Sayıları arttırılabilir olsa da bu beş veçheli dinamik, Nazizm biçiminde tam tekmil zuhur edecek faşizmin mayalanma ortamını oluşturdu. Aslına bakılırsa Türkiye de demokrat eğilimli/görünümlü AKP’yi iktidara taşıyan ekonomik ve politik bir kriz sonrasında, işçi sınıfının, Kürtlerin, kadınların ve LGBTİQ+ bireylerin yıllara yayılan mücadelelerinin rejimin krizini derinleştirdiği bir bağlamdan geçti. Takip eden Gezi ve Kobane gibi olaylarda/mücadelelerde bu mücadele/kriz çizgileri farklı şekillerde kesişerek ya da kesişmeyerek rejimin muktedirlerini güvensizleştirdi. AKP, bu olayların ardından giderek daha fazla olağanüstü yetke kazanarak yaşadığı sarsıntıyı atlatmak üzere daha şedit araçlara başvurmaya başladı. Üstelik kendi iç ittifakı da çatladı, iç çatışmalar yaşadı. Daha önceki yıllarda, kısmen ABD Merkez Bankası’nın dünyaya pompaladığı sıcak para sayesinde gerçekleşen devlet borçlanmalarının, içeride çok sayıda boğazı besleyebilecek şekilde dağıtılması sayesinde sürdürülen istikrar da çözülmeye başladı. 2007 Mortgage krizinden itibaren sıcak para musluğunun adım adım kısılması, 2010’lu yıllarda hepten kurumaya başlaması, tüketici kredileri gibi ek finansal araçlarla alım gücü şişirilmiş orta ve alt sınıfların, reel ücretlerin düşüşüne paralel bir şekilde hem borçlarını ödeyememelerine hem de alım güçlerinin ivmelenerek düşmesine yol açtı. Üzerine her türden kayırmacılığın yarattığı adaletsizlik ve son olarak pandeminin getirdiği ekonomik daralma, son bir yıldır Türkiye’de küçük bir azınlığın aşırı zenginleşmesini ve daha geniş kitlelerin yoksullaşmasını getirdi.

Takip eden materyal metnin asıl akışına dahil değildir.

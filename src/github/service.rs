use crate::error::{ServiceError, ServiceResult};
use crate::github::{client::GitHubClient, models::Repository};
use std::panic::{catch_unwind, AssertUnwindSafe};
use tokio::sync::{mpsc, oneshot};
use tracing::{debug, error, info};

type Callback<T> = Box<dyn FnOnce(ServiceResult<T>) + Send + 'static>;

/// Single-fire reply slot.
///
/// Fires the callback with the result passed to [`Reply::send`], or with a
/// "worker not running" error if dropped unanswered.
struct Reply<T> {
    callback: Option<Callback<T>>,
}

impl<T> Reply<T> {
    fn new(callback: Callback<T>) -> Self {
        Self {
            callback: Some(callback),
        }
    }

    fn send(mut self, result: ServiceResult<T>) {
        if let Some(callback) = self.callback.take() {
            invoke(callback, result);
        }
    }
}

impl<T> Drop for Reply<T> {
    fn drop(&mut self) {
        if let Some(callback) = self.callback.take() {
            invoke(callback, Err(stopped()));
        }
    }
}

/// A panicking callback must not take the worker down with it
fn invoke<T>(callback: Callback<T>, result: ServiceResult<T>) {
    if catch_unwind(AssertUnwindSafe(|| callback(result))).is_err() {
        error!("GitHub service callback panicked");
    }
}

enum Job {
    List {
        page: u32,
        reply: Reply<Vec<Repository>>,
    },
    Readme {
        owner: String,
        name: String,
        reply: Reply<String>,
    },
}

/// Callback front end for [`GitHubClient`].
///
/// A single worker task owns the client and runs queued calls one after
/// another. Each callback is invoked exactly once, from that worker, in the
/// order the calls were queued. Handles are cheap to clone; the worker stops
/// once every handle is dropped and the queue is drained.
#[derive(Clone)]
pub struct GitHubService {
    sender: mpsc::UnboundedSender<Job>,
}

impl GitHubService {
    /// Start the worker task. Must be called inside a tokio runtime.
    pub fn spawn(client: GitHubClient) -> Self {
        let (sender, receiver) = mpsc::unbounded_channel();
        tokio::spawn(run(client, receiver));
        Self { sender }
    }

    /// Queue a repository listing
    pub fn list<F>(&self, page: u32, callback: F)
    where
        F: FnOnce(ServiceResult<Vec<Repository>>) + Send + 'static,
    {
        self.enqueue(Job::List {
            page,
            reply: Reply::new(Box::new(callback)),
        });
    }

    /// Queue a README lookup
    pub fn get_readme<F>(&self, owner: &str, name: &str, callback: F)
    where
        F: FnOnce(ServiceResult<String>) + Send + 'static,
    {
        self.enqueue(Job::Readme {
            owner: owner.to_string(),
            name: name.to_string(),
            reply: Reply::new(Box::new(callback)),
        });
    }

    /// Queue a README lookup for a listed repository
    pub fn get_readme_for<F>(&self, repository: &Repository, callback: F)
    where
        F: FnOnce(ServiceResult<String>) + Send + 'static,
    {
        self.get_readme(repository.owner().login(), repository.name(), callback);
    }

    /// Queue a listing and wait for its result
    pub async fn list_async(&self, page: u32) -> ServiceResult<Vec<Repository>> {
        let (tx, rx) = oneshot::channel();
        self.list(page, move |result| {
            let _ = tx.send(result);
        });
        rx.await.unwrap_or_else(|_| Err(stopped()))
    }

    /// Queue a README lookup and wait for its result
    pub async fn get_readme_async(&self, owner: &str, name: &str) -> ServiceResult<String> {
        let (tx, rx) = oneshot::channel();
        self.get_readme(owner, name, move |result| {
            let _ = tx.send(result);
        });
        rx.await.unwrap_or_else(|_| Err(stopped()))
    }

    fn enqueue(&self, job: Job) {
        // A closed queue hands the job back; dropping it fires the callback
        if self.sender.send(job).is_err() {
            debug!("GitHub service worker is not running");
        }
    }
}

fn stopped() -> ServiceError {
    ServiceError::Network("GitHub service worker is not running".to_string())
}

async fn run(client: GitHubClient, mut receiver: mpsc::UnboundedReceiver<Job>) {
    info!("GitHub service worker started");

    while let Some(job) = receiver.recv().await {
        match job {
            Job::List { page, reply } => {
                debug!("Listing repositories, page {}", page);
                reply.send(client.list(page).await);
            }
            Job::Readme { owner, name, reply } => {
                debug!("Fetching README for {}/{}", owner, name);
                reply.send(client.get_readme(&owner, &name).await);
            }
        }
    }

    info!("GitHub service worker stopped");
}
use clap::Parser;
use ios_repos::{
    cli::{commands, Cli, Commands},
    github::{GitHubClient, GitHubConfig, GitHubService},
    Result,
};
use tracing::error;
use tracing_subscriber::{layer::SubscriberExt, util::SubscriberInitExt};

#[tokio::main]
async fn main() {
    // Load environment variables from .env file if it exists
    let _ = dotenvy::dotenv();

    // Logs go to stderr so command output stays pipeable
    tracing_subscriber::registry()
        .with(
            tracing_subscriber::EnvFilter::try_from_default_env()
                .unwrap_or_else(|_| "warn,ios_repos=info".into()),
        )
        .with(tracing_subscriber::fmt::layer().with_writer(std::io::stderr))
        .init();

    let cli = Cli::parse();

    if let Err(e) = run(cli).await {
        error!("{}", e);
        eprintln!("Error: {}", e.log_safe());
        if e.is_retryable() {
            eprintln!("This may be temporary, try again in a moment.");
        }
        std::process::exit(1);
    }
}

async fn run(cli: Cli) -> Result<()> {
    match cli.command {
        Commands::Encode { pairs } => commands::encode(&pairs),
        Commands::Decode { query } => commands::decode(&query),
        Commands::List { page } => commands::list(&connect(cli.api_url)?, page).await,
        Commands::Readme { repository } => {
            commands::readme(&connect(cli.api_url)?, &repository).await
        }
    }
}

fn connect(api_url: Option<String>) -> Result<GitHubService> {
    let mut config = GitHubConfig::from_env()?;
    if let Some(url) = api_url {
        config = config.with_base_url(url);
    }

    let client = GitHubClient::new(config)?;
    Ok(GitHubService::spawn(client))
}
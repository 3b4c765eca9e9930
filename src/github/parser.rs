use crate::{Error, Result};
use std::fmt;
use std::str::FromStr;
use url::Url;

/// Owner/name pair identifying a repository for README lookups
#[derive(Debug, Clone, PartialEq, Eq)]
pub struct RepositoryRef {
    pub owner: String,
    pub name: String,
}

impl fmt::Display for RepositoryRef {
    fn fmt(&self, f: &mut fmt::Formatter<'_>) -> fmt::Result {
        write!(f, "{}/{}", self.owner, self.name)
    }
}

impl FromStr for RepositoryRef {
    type Err = Error;

    fn from_str(s: &str) -> Result<Self> {
        parse_repository_ref(s)
    }
}

/// Parse a repository reference.
///
/// Accepts `owner/name`, `github.com/owner/name` and full
/// `https://github.com/owner/name[.git][/...]` URLs.
pub fn parse_repository_ref(input: &str) -> Result<RepositoryRef> {
    let input = input.trim();

    let path = if input.contains("://") {
        let url = Url::parse(input)?;
        url.path().to_string()
    } else {
        input
            .strip_prefix("github.com/")
            .unwrap_or(input)
            .to_string()
    };

    let mut parts = path.trim_matches('/').split('/');
    let owner = parts.next().unwrap_or_default().trim();
    let name = parts
        .next()
        .unwrap_or_default()
        .trim()
        .trim_end_matches(".git");

    if owner.is_empty() || name.is_empty() {
        return Err(Error::Validation(format!(
            "Expected a repository as owner/name, got: {input}"
        )));
    }

    Ok(RepositoryRef {
        owner: owner.to_string(),
        name: name.to_string(),
    })
}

Bir tarafta sefalet aşırılaşırken, diğer yanda azınlığın sefâhat alemi, bütün doyumsuzluğu ve arsızlığıyla ortalığa saçıldı. Fakat bu yoksullaşan kitleler sola yönelmek yerine, giderek sağa ve milliyetçiliğe savrulmaya başladı.

Weimerlaşma dinamiğinin ilk dört bileşeni zaten önümüzde duruyor, ancak faşizmin gerçek mayası olan günah keçisi yoktu. Görünen o ki Türkiye nihayet mülteciler şahsında günah keçisine de kavuştu. Bu kavuşmanın işareti sadece sosyal medyadaki hezeyan değil, sokaklara yayılmaya başlayan şiddet de tedirgin edici bir işaret. İltica sorununun (eğitimi ve denetimi içeren) küresel (veya en azından AB çapında) adil ve doğru düzgün bir çözümünü aramak yerine, mültecilerin, “kelle başı” hesabıyla, sıcak para ve ucuz, güvencesiz emek-gücü bağımlısı bir hükumet ve kapitalist sınıf tarafından “kucaklanıvermesi”, alım gücünü yoksullaşarak kaybeden orta ve alt sınıftan belli kesimlerin öfkesini tetikledi. Meşru sorularla faşist hezeyanları ayırt edebilmenin güçleştiği bu gergin ortam, şu an belki de faşist partisini bekliyor. Bu boşluğu doldurmaya aday birkaç parti var, ancak bu boşluk henüz dolmuş değil. Lâkin tarih boşluğu sevmez. “Faşizm” ismini mevcut rejime ayıranların aksine, bu rejimin mimarı partinin ve cumhurbaşkanının yarattığı tahrifatın bu defa ondan da “faşist”, has ve tam tekmil faşist bir partiye/harekete yol verip vermeyeceğini kendimize sormalıyız. Türkiye, günah keçisinin de belirmesiyle birlikte Weimarlaşma sürecini tamamlamış görünüyor ve gelmekte olan daha sert iklimin kötücül hayaletleri bir bir zuhur ediyor. Türklüğün içine girdiği krizle de birleşen bu konjonktürde, canavarlardan canavar beğenmek istemiyorsak harekete geçmenin yollarını bulmamız gerekiyor.